There’s a stable not far from my house.

It isn’t like the one I picture when I sing Silent Night.

You can smell it before you see it. Fetid and filthy, the sheep crowd in at the end of a day of foraging for food. In the summer, flies buzz. In the winter, stench and sludge freeze solid. I don’t want to go near; it is too dirty.

I often pass the sheep and their shepherd as I walk to and from work. I pity him a little, silently thankful that my own job doesn’t require me to mess around in mud and muck.

And I walk past, humming Silent Night and picturing my Savior born on a pristine winter’s night. Snow falling softly and stars glistening brightly. The air smells of fresh, sweet hay. The stable is inexplicably warm and comforting. It is beautiful and peaceful… just how I want to imagine my Jesus’ entrance into the world would be.

But I have learned stables don’t smell like fresh, sweet hay. They smell like dirty sheep. And I’m starting to think that this is perhaps a better picture of the Incarnation.

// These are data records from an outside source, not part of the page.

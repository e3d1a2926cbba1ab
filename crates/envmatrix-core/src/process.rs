//! Subprocess seam.
//!
//! Everything the engine spawns (virtualenv creation, pip, lock compiling,
//! user commands) goes through [`ProcessRunner`] so tests can substitute a
//! recording fake and assert on the exact command sequence. The production
//! implementation runs shell strings through `$SHELL -c` with a scrubbed
//! environment, which is how venv activation strings are executed.

use std::collections::HashMap;
use std::process::{Command, Stdio};

use crate::error::{Error, Result};

/// Completed process: exit code plus captured stdout (empty when stdout was
/// inherited).
#[derive(Debug, Clone, Default)]
pub struct CmdOutput {
    pub code: i32,
    pub stdout: String,
}

pub trait ProcessRunner {
    /// Run a shell command with exactly `env` as the environment. Returns
    /// `Err(Error::CommandFailure)` on a non-zero exit, carrying the
    /// captured output.
    fn run(&self, cmd: &str, env: &HashMap<String, String>, capture: bool) -> Result<CmdOutput>;
}

/// `$SHELL -c` backed runner (falls back to `/bin/bash`).
#[derive(Debug, Clone)]
pub struct ShellRunner {
    shell: String,
}

impl ShellRunner {
    pub fn from_env() -> Self {
        Self {
            shell: std::env::var("SHELL").unwrap_or_else(|_| "/bin/bash".to_string()),
        }
    }
}

impl ProcessRunner for ShellRunner {
    fn run(&self, cmd: &str, env: &HashMap<String, String>, capture: bool) -> Result<CmdOutput> {
        tracing::debug!(cmd, "running command");

        let mut command = Command::new(&self.shell);
        command.arg("-c").arg(cmd).env_clear().envs(env);

        let (code, stdout) = if capture {
            command.stdout(Stdio::piped()).stderr(Stdio::piped());
            let output = command.output()?;
            // virtualenv and pip report their failures on stderr; fold it
            // into the captured output so error payloads carry it.
            let mut captured = String::from_utf8_lossy(&output.stdout).into_owned();
            captured.push_str(&String::from_utf8_lossy(&output.stderr));
            (output.status.code().unwrap_or(1), captured)
        } else {
            let status = command.status()?;
            (status.code().unwrap_or(1), String::new())
        };

        tracing::debug!(code, "command finished");
        if code != 0 {
            return Err(Error::CommandFailure {
                code,
                output: stdout,
            });
        }
        Ok(CmdOutput { code, stdout })
    }
}

/// Platform separator for `PATH`-like variables.
pub const PATH_LIST_SEP: &str = if cfg!(windows) { ";" } else { ":" };

/// Join path-like components with the platform path separator, skipping
/// nothing: empty strings are kept (a leading empty entry on `PYTHONPATH`
/// means "current directory" to the interpreter).
pub fn join_paths<I, S>(paths: I) -> String
where
    I: IntoIterator<Item = S>,
    S: AsRef<str>,
{
    paths
        .into_iter()
        .map(|p| p.as_ref().to_string())
        .collect::<Vec<_>>()
        .join(PATH_LIST_SEP)
}

/// POSIX single-quote a string for interpolation into a shell command.
pub fn shell_quote(s: &str) -> String {
    if !s.is_empty() && s.chars().all(|c| c.is_ascii_alphanumeric() || "-_=./:".contains(c)) {
        return s.to_string();
    }
    format!("'{}'", s.replace('\'', r"'\''"))
}

/// Quote and join extra CLI arguments for `{cmdargs}` substitution.
pub fn quote_args(args: &[String]) -> String {
    args.iter()
        .map(|a| shell_quote(a))
        .collect::<Vec<_>>()
        .join(" ")
}

#[cfg(test)]
mod tests {
    use super::*;

    #[test]
    fn test_join_paths_keeps_empty_entries() {
        assert_eq!(join_paths(["", "/a", "/b"]), ":/a:/b");
        assert_eq!(join_paths(Vec::<String>::new()), "");
    }

    #[test]
    fn test_shell_quote() {
        assert_eq!(shell_quote("plain-arg_1.0"), "plain-arg_1.0");
        assert_eq!(shell_quote("has space"), "'has space'");
        assert_eq!(shell_quote("it's"), r"'it'\''s'");
        assert_eq!(shell_quote(""), "''");
    }

    #[test]
    fn test_quote_args() {
        let args = vec!["-k".to_string(), "test one".to_string()];
        assert_eq!(quote_args(&args), "-k 'test one'");
    }

    #[test]
    fn test_capture_folds_stderr_into_failure_output() {
        let runner = ShellRunner::from_env();
        let err = runner
            .run(
                "echo 'creation exploded' >&2; exit 3",
                &std::collections::HashMap::new(),
                true,
            )
            .unwrap_err();
        match err {
            crate::Error::CommandFailure { code, output } => {
                assert_eq!(code, 3);
                assert!(output.contains("creation exploded"));
            }
            other => panic!("unexpected error: {other:?}"),
        }
    }
}
//! Cache location settings.
//!
//! The cache root holds the base virtualenvs, the package-specific
//! installation layers and the compiled requirements files. It is shared
//! mutable state owned by a single process for the duration of a run.

use std::path::{Path, PathBuf};

/// Env var overriding the cache root (default `.envmatrix`).
pub const ENVMATRIX_BASE_PATH: &str = "ENVMATRIX_BASE_PATH";
/// Env var overriding the base venv directory prefix (default `venv_py`).
pub const ENVMATRIX_VENV_PREFIX: &str = "ENVMATRIX_VENV_PREFIX";

#[derive(Debug, Clone)]
pub struct Settings {
    /// Cache root, e.g. `.envmatrix`.
    pub base_path: PathBuf,
    /// Directory name prefix for base venvs, e.g. `venv_py` -> `venv_py3112`.
    pub venv_prefix: String,
}

impl Default for Settings {
    fn default() -> Self {
        Self {
            base_path: PathBuf::from(".envmatrix"),
            venv_prefix: "venv_py".to_string(),
        }
    }
}

impl Settings {
    /// Load settings from the environment, falling back to defaults.
    pub fn from_env() -> Self {
        let mut settings = Self::default();
        if let Ok(path) = std::env::var(ENVMATRIX_BASE_PATH) {
            if !path.is_empty() {
                settings.base_path = PathBuf::from(path);
            }
        }
        if let Ok(prefix) = std::env::var(ENVMATRIX_VENV_PREFIX) {
            if !prefix.is_empty() {
                settings.venv_prefix = prefix;
            }
        }
        settings
    }

    pub fn with_base_path(mut self, base_path: impl Into<PathBuf>) -> Self {
        self.base_path = base_path.into();
        self
    }

    /// Directory holding the `<short>.in` / `<short>.txt` lockfile pairs.
    pub fn requirements_dir(&self) -> PathBuf {
        self.base_path.join("requirements")
    }

    /// Absolute form of the cache root (base venv paths are absolute so
    /// activation works from any working directory).
    pub fn absolute_base_path(&self) -> PathBuf {
        absolute(&self.base_path)
    }
}

/// Make a path absolute against the current working directory without
/// touching the filesystem (the path may not exist yet).
pub(crate) fn absolute(path: &Path) -> PathBuf {
    if path.is_absolute() {
        path.to_path_buf()
    } else {
        std::env::current_dir()
            .map(|cwd| cwd.join(path))
            .unwrap_or_else(|_| path.to_path_buf())
    }
}

#[cfg(test)]
mod tests {
    use super::*;

    #[test]
    fn test_default_settings() {
        let settings = Settings::default();
        assert_eq!(settings.base_path, PathBuf::from(".envmatrix"));
        assert_eq!(settings.venv_prefix, "venv_py");
        assert_eq!(
            settings.requirements_dir(),
            PathBuf::from(".envmatrix/requirements")
        );
    }

    #[test]
    fn test_absolute_base_path_is_absolute() {
        let settings = Settings::default();
        assert!(settings.absolute_base_path().is_absolute());
    }
}
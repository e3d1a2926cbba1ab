//! Error taxonomy for the engine.
//!
//! Per-instance failures (`VenvCreation`, `Installation`, `CommandFailure`)
//! are caught at the run loop and recorded as failed results; `ConfigLoad`
//! is always fatal at startup. `InterpreterNotFound` is deferred until an
//! instance actually needs the interpreter.

use std::path::PathBuf;

use thiserror::Error;

#[derive(Debug, Error)]
pub enum Error {
    /// No interpreter could be resolved for a hint. Raised lazily, when the
    /// interpreter is first required, not at spec load time.
    #[error("no Python interpreter found for hint '{hint}'")]
    InterpreterNotFound { hint: String },

    /// The environment creation tool exited non-zero.
    #[error("failed to create virtualenv '{}'\n{output}", path.display())]
    VenvCreation { path: PathBuf, output: String },

    /// The package installer or lock compiler exited non-zero.
    #[error("failed to install dependencies {pkgs}\n{output}")]
    Installation { pkgs: String, output: String },

    /// The user command exited non-zero. Carries the captured stdout.
    #[error("command failed with exit code {code}")]
    CommandFailure { code: i32, output: String },

    /// An instance identifier matched nothing, or matched more than one
    /// instance.
    #[error("no venv instance matches '{ident}'")]
    InstanceNotFound { ident: String },

    /// Malformed spec file. Fatal at startup.
    #[error("failed to load spec file '{}': {reason}", path.display())]
    ConfigLoad { path: PathBuf, reason: String },

    #[error(transparent)]
    Io(#[from] std::io::Error),
}

pub type Result<T> = std::result::Result<T, Error>;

It’s shocking, I know. And it hurts to look at it. Perhaps it has even offended you a little. But let’s be honest… for God-made-flesh, wouldn’t birth into a stable feel more like this than our romanticized and sanitized Hallmark-inspired figurines delicately arranged on our mantels and under our trees lead us to believe? Let’s take it a little further… wouldn’t any incarnation look like this, even if He’d been born into the Ritz-Carleton instead of joining our world in a stable?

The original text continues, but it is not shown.